By actively listening to the students’ narrative account of their clinical experience, faculty can open up taken-for-granted, hidden background and unarticulated aspects of the student’s clinical reasoning. Such inquiry and reflection can enhance the student’s clinical imagination and curiosity. Often students are so focused on their clinical plans and treatment goals for the patient, that they miss finding out about what the patient’s concerns and questions are. Asking questions about the student’s clinical reasoning and concerns can shift the student’s focus to one of seeking to understand their patients’ experiences and needs.
Through questioning, faculty can help the student name any silence or aspects of the situation not clarified in the narrative. Helping the student articulate any silences, puzzles or concerns expands their understanding and clinical imagination and may even provide them with new kinds of questions to ask patients and their families.
Through insightful questions faculty can assist the student in understanding the patient’s story of their illness. Patients and family members may have understandings of the illness that influences what they expect their recovery or illness trajectory might be in the future. For example, patients who have a stroke sometimes think that the “falling down” associated with their stroke was the cause of the stroke (Doolittle, N. 1990).
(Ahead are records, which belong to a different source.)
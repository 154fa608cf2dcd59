use std::error::Error;
use std::time::Instant;

use clap::Parser;
use serde_derive::{Deserialize, Serialize};

use ringcast::{QueueConfig, RingQueue};

/// Terminal value the reader bench stops on.
const END_MARKER: u64 = u64::MAX;

#[derive(clap::Parser)]
#[clap()]
struct Opts {
    #[clap(short = 'c', long = "config", default_value = "ringcast-bench.toml")]
    config: String,
    #[clap(short = 'n', long = "messages", default_value = "10000000")]
    messages: u64,
}

#[derive(Debug, Serialize, Deserialize)]
struct BenchConfig {
    capacity: u32,
    queue: QueueConfig,
}

impl Default for BenchConfig {
    fn default() -> Self {
        BenchConfig {
            capacity: 65536,
            queue: QueueConfig::default(),
        }
    }
}

fn main() -> Result<(), Box<dyn Error>> {
    let opts: Opts = Opts::parse();
    let cfg: BenchConfig = confy::load_path(&opts.config)?;
    let queue = RingQueue::<u64>::new_shared(cfg.capacity, &cfg.queue)?;
    run(&queue, &opts)
}

fn run(queue: &RingQueue<u64>, opts: &Opts) -> Result<(), Box<dyn Error>> {
    let start = Instant::now();

    for value in 0..opts.messages {
        let index = queue.reserve();
        unsafe { *queue.slot_ptr(index) = value };
        queue.publish(index);
        if value % 1_000_000 == 0 {
            eprint!("\rTotal {} ops (index: {})", value, index);
        }
    }

    let index = queue.reserve();
    unsafe { *queue.slot_ptr(index) = END_MARKER };
    queue.publish(index);

    let duration = start.elapsed();
    let iops = ((opts.messages as f64) / (duration.as_millis() as f64)) * 1_000f64;
    println!(
        "\n{:#?}K messages write/s. Total time: {:#?}",
        (iops / 1000f64) as u64,
        duration
    );
    Ok(())
}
Medical anthropologists term patients/families’ understanding of an illness and its causes, “informal models of an illness” ( Kleinman, A.1988).
Open-ended questions about patients’ informal models of their illness call for the student to be curious and attentive to the patient’s concerns and experience. These questions can also reveal confusion on the part of the patient about their illness and treatment. A better understanding of the patient/family concerns can enhance situated coaching of the patient/family about an illness trajectory and what they expect in terms of what kind of care will be required before and after discharge.
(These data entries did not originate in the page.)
// Copyright (c) 2025-2026 Federico Hoerth <memparanoid@gmail.com>
// SPDX-License-Identifier: GPL-3.0-only
// See LICENSE in the repository root for full license text.

//! Platform syscall wrappers.
//!
//! Each backend provides the same four functions:
//!
//! - `page_size() -> usize`
//! - `reserve(size) -> Option<NonNull<u8>>`
//! - `commit(addr, size) -> bool`
//! - `release(base, size)`

#[cfg(unix)]
mod unix;

#[cfg(windows)]
mod windows;

#[cfg(unix)]
pub(crate) use unix::{commit, page_size, release, reserve};

#[cfg(windows)]
pub(crate) use windows::{commit, page_size, release, reserve};

#[cfg(not(any(unix, windows)))]
compile_error!("vmarray-vmem supports Unix and Windows targets only");
// Copyright (c) 2025-2026 Federico Hoerth <memparanoid@gmail.com>
// SPDX-License-Identifier: GPL-3.0-only
// See LICENSE in the repository root for full license text.

//! Test utilities for vmarray crates.
//!
//! ## License
//!
//! GPL-3.0-only

mod lifecycle;
mod subprocess;

pub use lifecycle::{LifecycleCounters, Tracked};
pub use subprocess::run_test_as_subprocess;
// Copyright (c) 2025-2026 Federico Hoerth <memparanoid@gmail.com>
// SPDX-License-Identifier: GPL-3.0-only
// See LICENSE in the repository root for full license text.

use core::ptr::{self, NonNull};

#[cfg(any(target_os = "linux", target_os = "android"))]
const MAP_RESERVE_FLAGS: libc::c_int =
    libc::MAP_PRIVATE | libc::MAP_ANONYMOUS | libc::MAP_NORESERVE;

#[cfg(not(any(target_os = "linux", target_os = "android")))]
const MAP_RESERVE_FLAGS: libc::c_int = libc::MAP_PRIVATE | libc::MAP_ANONYMOUS;

pub(crate) fn page_size() -> usize {
    unsafe { libc::sysconf(libc::_SC_PAGESIZE) as usize }
}

/// Maps `size` bytes with `PROT_NONE`.
///
/// # Safety
/// `size` must be non-zero and a multiple of the page size.
pub(crate) unsafe fn reserve(size: usize) -> Option<NonNull<u8>> {
    let ptr = unsafe {
        libc::mmap(
            ptr::null_mut(),
            size,
            libc::PROT_NONE,
            MAP_RESERVE_FLAGS,
            -1,
            0,
        )
    };

    if ptr == libc::MAP_FAILED {
        return None;
    }

    NonNull::new(ptr as *mut u8)
}

/// Grants read/write access to `[addr, addr + size)`.
///
/// # Safety
/// The range must be page aligned and lie within a live reservation.
pub(crate) unsafe fn commit(addr: NonNull<u8>, size: usize) -> bool {
    let result = unsafe {
        libc::mprotect(
            addr.as_ptr() as *mut libc::c_void,
            size,
            libc::PROT_READ | libc::PROT_WRITE,
        )
    };

    result == 0
}

/// Unmaps the whole reservation.
///
/// # Safety
/// `base` and `size` must describe a live reservation; no pointer into it may
/// be used afterwards.
pub(crate) unsafe fn release(base: NonNull<u8>, size: usize) {
    unsafe { libc::munmap(base.as_ptr() as *mut libc::c_void, size) };
}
How will you Improve on the Patient-Care You Gave Today, Tomorrow?
This question was asked in the majority of clinical debriefings we observed in the Carnegie National Study of Nursing Education (Benner, et al., 2009). It is a great example encouraging students to develop a self-improving practice. This question stimulates reflection on how to make improvements in sequencing, scheduling, and/or carrying out therapies ordered for the patient. It also gives the student a chance to reflect on what they may have missed in their care for the patient. This line of questioning encourages formation of the student nurse’s understanding of his or her practice and encourages the expectation of ongoing improvement of practice.
Conclusions
Learning directly from practice is hampered by outdated understandings of how the mind works and how people learn. The pervasive Cartesian understanding of learning and perception depending on formal concepts, lodged in the mind hinders facilitating experiential learning and understanding practice as a way of knowing and knowledge development. The solution to this is to teach students to reflect and articulate what they are learning in practice so they can relate the generalized theories they learn as novices to real clinical manifestations in all their particularities and nuances.
Developing a self-improving practice begins in nursing school. Teaching nursing students to learn through reflecting on their clinical narratives makes it possible for them to uncover emerging knowledge and unanswered questions. Faculty can help students articulate their experiential learning creating continuity between past and current clinical situations (Dewey, 1969). This can create a habit of lifelong learning in practice and pave the way for their development of expertise.